◆ PROMPT ◆
Report how many lines below include "count", giving the figure alone.

#### SUPPLIED MATERIAL

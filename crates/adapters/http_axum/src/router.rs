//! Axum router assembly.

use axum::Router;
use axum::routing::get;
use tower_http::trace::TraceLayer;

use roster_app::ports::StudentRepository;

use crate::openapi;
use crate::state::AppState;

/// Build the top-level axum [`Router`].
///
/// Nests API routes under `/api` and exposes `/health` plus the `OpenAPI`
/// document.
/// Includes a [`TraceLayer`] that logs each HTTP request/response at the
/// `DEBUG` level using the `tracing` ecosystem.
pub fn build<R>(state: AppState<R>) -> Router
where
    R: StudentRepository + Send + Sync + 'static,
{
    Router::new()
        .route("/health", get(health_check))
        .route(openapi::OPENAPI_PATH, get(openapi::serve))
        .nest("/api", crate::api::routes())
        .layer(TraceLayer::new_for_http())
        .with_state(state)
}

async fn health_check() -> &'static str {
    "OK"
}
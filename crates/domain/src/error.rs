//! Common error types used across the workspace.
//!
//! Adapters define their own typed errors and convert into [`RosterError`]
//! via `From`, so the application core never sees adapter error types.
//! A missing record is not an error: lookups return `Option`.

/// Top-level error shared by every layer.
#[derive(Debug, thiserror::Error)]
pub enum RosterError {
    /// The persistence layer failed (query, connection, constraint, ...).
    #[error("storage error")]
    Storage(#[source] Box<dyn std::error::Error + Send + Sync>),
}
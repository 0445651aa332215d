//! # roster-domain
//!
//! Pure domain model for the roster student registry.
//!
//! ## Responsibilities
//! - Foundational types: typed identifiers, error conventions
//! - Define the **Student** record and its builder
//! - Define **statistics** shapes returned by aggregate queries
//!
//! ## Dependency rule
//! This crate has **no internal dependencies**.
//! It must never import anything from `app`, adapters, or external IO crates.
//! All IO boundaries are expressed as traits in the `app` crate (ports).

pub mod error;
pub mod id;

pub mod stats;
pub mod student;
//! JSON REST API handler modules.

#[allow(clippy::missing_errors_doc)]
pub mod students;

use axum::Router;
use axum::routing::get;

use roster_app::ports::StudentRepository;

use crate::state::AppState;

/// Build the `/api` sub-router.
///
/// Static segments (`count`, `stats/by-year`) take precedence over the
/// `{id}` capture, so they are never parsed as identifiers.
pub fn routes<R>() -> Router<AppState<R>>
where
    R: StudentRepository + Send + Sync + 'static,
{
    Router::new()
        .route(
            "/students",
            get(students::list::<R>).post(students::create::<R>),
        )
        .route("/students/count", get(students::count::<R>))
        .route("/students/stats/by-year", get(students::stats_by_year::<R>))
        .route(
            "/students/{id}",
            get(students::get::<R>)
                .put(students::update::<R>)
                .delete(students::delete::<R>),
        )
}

########

◆ EXERCISE ANSWER ◆
2